*** SOURCE DATA ***

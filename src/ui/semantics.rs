//! Accessibility tree exposed by the cards.
//!
//! Each card describes itself as a tree of [`SemanticsNode`]s. Screen
//! readers walk [`SemanticsNode::traversal`] and trigger actions by click or
//! by custom action label. Actions are the card's own intent type, so
//! performing one is a plain dispatch.

#[derive(Debug, Clone, Copy, PartialEq, Eq)]
pub enum Role {
    Button,
    Image,
    Text,
    Dialog,
}

/// Named alternative activation path announced by assistive technology.
#[derive(Debug, Clone, PartialEq)]
pub struct CustomAction<A> {
    pub label: String,
    pub action: A,
}

#[derive(Debug, Clone, PartialEq)]
pub struct SemanticsNode<A> {
    pub role: Option<Role>,
    /// Spoken content (text or content description).
    pub label: Option<String>,
    /// Announced verb for the primary action, e.g. "read article".
    pub click_label: Option<String>,
    pub on_click: Option<A>,
    pub custom_actions: Vec<CustomAction<A>>,
    /// Cleared nodes and their subtrees are skipped during traversal.
    pub cleared: bool,
    pub children: Vec<SemanticsNode<A>>,
}

impl<A> Default for SemanticsNode<A> {
    fn default() -> Self {
        Self {
            role: None,
            label: None,
            click_label: None,
            on_click: None,
            custom_actions: Vec::new(),
            cleared: false,
            children: Vec::new(),
        }
    }
}

impl<A> SemanticsNode<A> {
    pub fn new(role: Role) -> Self {
        Self {
            role: Some(role),
            ..Self::default()
        }
    }

    pub fn text(label: impl Into<String>) -> Self {
        Self::new(Role::Text).label(label)
    }

    pub fn label(mut self, label: impl Into<String>) -> Self {
        self.label = Some(label.into());
        self
    }

    pub fn on_click(mut self, click_label: impl Into<String>, action: A) -> Self {
        self.click_label = Some(click_label.into());
        self.on_click = Some(action);
        self
    }

    pub fn custom_action(mut self, label: impl Into<String>, action: A) -> Self {
        self.custom_actions.push(CustomAction {
            label: label.into(),
            action,
        });
        self
    }

    /// Drop this node from traversal and from action lookup.
    pub fn clear_semantics(mut self) -> Self {
        self.cleared = true;
        self
    }

    pub fn child(mut self, child: SemanticsNode<A>) -> Self {
        self.children.push(child);
        self
    }

    /// Pre-order walk over every node that is not cleared.
    pub fn traversal(&self) -> Vec<&SemanticsNode<A>> {
        let mut out = Vec::new();
        self.collect(&mut out);
        out
    }

    fn collect<'a>(&'a self, out: &mut Vec<&'a SemanticsNode<A>>) {
        if self.cleared {
            return;
        }
        out.push(self);
        for child in &self.children {
            child.collect(out);
        }
    }

    /// Nodes a sequential (swipe/tab) navigation stops on.
    pub fn focus_order(&self) -> Vec<&SemanticsNode<A>> {
        self.traversal()
            .into_iter()
            .filter(|node| node.on_click.is_some())
            .collect()
    }

    /// Find a reachable custom action by its announced label.
    pub fn find_custom_action(&self, label: &str) -> Option<&A> {
        self.traversal().into_iter().find_map(|node| {
            node.custom_actions
                .iter()
                .find(|custom| custom.label == label)
                .map(|custom| &custom.action)
        })
    }
}
use serde::{Deserialize, Serialize};
use std::collections::BTreeMap;

/// Root configuration container.
#[derive(Debug, Clone, Default, PartialEq, Serialize, Deserialize)]
#[serde(default)]
pub struct Config {
    pub theme: ThemeVariant,
    /// Popular card size override in cells.
    pub popular_card: Option<CardSizeConfig>,
    /// Localized string overrides keyed by resource name (e.g. "agree").
    pub strings: BTreeMap<String, String>,
}

#[derive(Debug, Clone, Copy, Default, PartialEq, Eq, Serialize, Deserialize)]
#[serde(rename_all = "lowercase")]
pub enum ThemeVariant {
    #[default]
    Light,
    Dark,
}

#[derive(Debug, Clone, Copy, PartialEq, Eq, Serialize, Deserialize)]
pub struct CardSizeConfig {
    pub width: u16,
    pub height: u16,
}
//! Display-relevant post record consumed by the cards.
//!
//! Posts are owned by whoever loads them; cards only borrow.

use serde::{Deserialize, Serialize};
use std::fmt;

/// Opaque post identifier passed to the navigate callback.
#[derive(Debug, Clone, PartialEq, Eq, Hash, Serialize, Deserialize)]
#[serde(transparent)]
pub struct PostId(String);

impl PostId {
    pub fn new(id: impl Into<String>) -> Self {
        Self(id.into())
    }

    pub fn as_str(&self) -> &str {
        &self.0
    }
}

impl fmt::Display for PostId {
    fn fmt(&self, f: &mut fmt::Formatter<'_>) -> fmt::Result {
        f.write_str(&self.0)
    }
}

impl From<&str> for PostId {
    fn from(id: &str) -> Self {
        Self::new(id)
    }
}

#[derive(Debug, Clone, PartialEq, Eq, Serialize, Deserialize)]
pub struct PostAuthor {
    pub name: String,
    #[serde(default, skip_serializing_if = "Option::is_none")]
    pub url: Option<String>,
}

#[derive(Debug, Clone, PartialEq, Eq, Serialize, Deserialize)]
#[serde(rename_all = "camelCase")]
pub struct Metadata {
    pub author: PostAuthor,
    /// Pre-formatted display date (e.g. "July 09").
    pub date: String,
    pub read_time_minutes: u32,
}

/// Publication a post appeared in. Accepted on input, unused by the cards.
#[derive(Debug, Clone, PartialEq, Eq, Serialize, Deserialize)]
#[serde(rename_all = "camelCase")]
pub struct Publication {
    pub name: String,
    pub logo_url: String,
}

#[derive(Debug, Clone, PartialEq, Eq, Serialize, Deserialize)]
#[serde(rename_all = "camelCase")]
pub struct Post {
    pub id: PostId,
    pub title: String,
    #[serde(default, skip_serializing_if = "Option::is_none")]
    pub subtitle: Option<String>,
    #[serde(default, skip_serializing_if = "Option::is_none")]
    pub url: Option<String>,
    #[serde(default, skip_serializing_if = "Option::is_none")]
    pub publication: Option<Publication>,
    pub metadata: Metadata,
    /// Asset id of the hero image.
    pub image_id: String,
    /// Asset id of the small thumbnail.
    pub image_thumb_id: String,
}

/// Built-in posts used by the preview when no feed is given.
pub mod samples {
    use super::{Metadata, Post, PostAuthor, PostId};

    fn post(id: &str, title: &str, author: &str, date: &str, minutes: u32, image: &str) -> Post {
        Post {
            id: PostId::new(id),
            title: title.to_string(),
            subtitle: None,
            url: None,
            publication: None,
            metadata: Metadata {
                author: PostAuthor {
                    name: author.to_string(),
                    url: None,
                },
                date: date.to_string(),
                read_time_minutes: minutes,
            },
            image_id: image.to_string(),
            image_thumb_id: format!("{image}_thumb"),
        }
    }

    pub fn popular() -> Post {
        post(
            "dc523f0ed25c",
            "A Little Thing about Android Module Paths",
            "Pietro Maggi",
            "August 02",
            1,
            "post_1",
        )
    }

    pub fn history() -> Post {
        post(
            "ac552dcc1741",
            "Improving Inclusive Design for Everyone",
            "Florina Muntenescu",
            "July 09",
            3,
            "post_3",
        )
    }

    pub fn all() -> Vec<Post> {
        vec![popular(), history()]
    }
}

*** End of SOURCE DATA ***

*TASK ITEM*. Output exactly the lines of the material above from the one containing "pub struct CardSizeConfig" up to and including the one containing "pub fn new(id: impl".

*ANSWER SECTION*.
pub struct CardSizeConfig {
    pub width: u16,
    pub height: u16,
}
//! Display-relevant post record consumed by the cards.
//!
//! Posts are owned by whoever loads them; cards only borrow.

use serde::{Deserialize, Serialize};
use std::fmt;

/// Opaque post identifier passed to the navigate callback.
#[derive(Debug, Clone, PartialEq, Eq, Hash, Serialize, Deserialize)]
#[serde(transparent)]
pub struct PostId(String);

impl PostId {
    pub fn new(id: impl Into<String>) -> Self {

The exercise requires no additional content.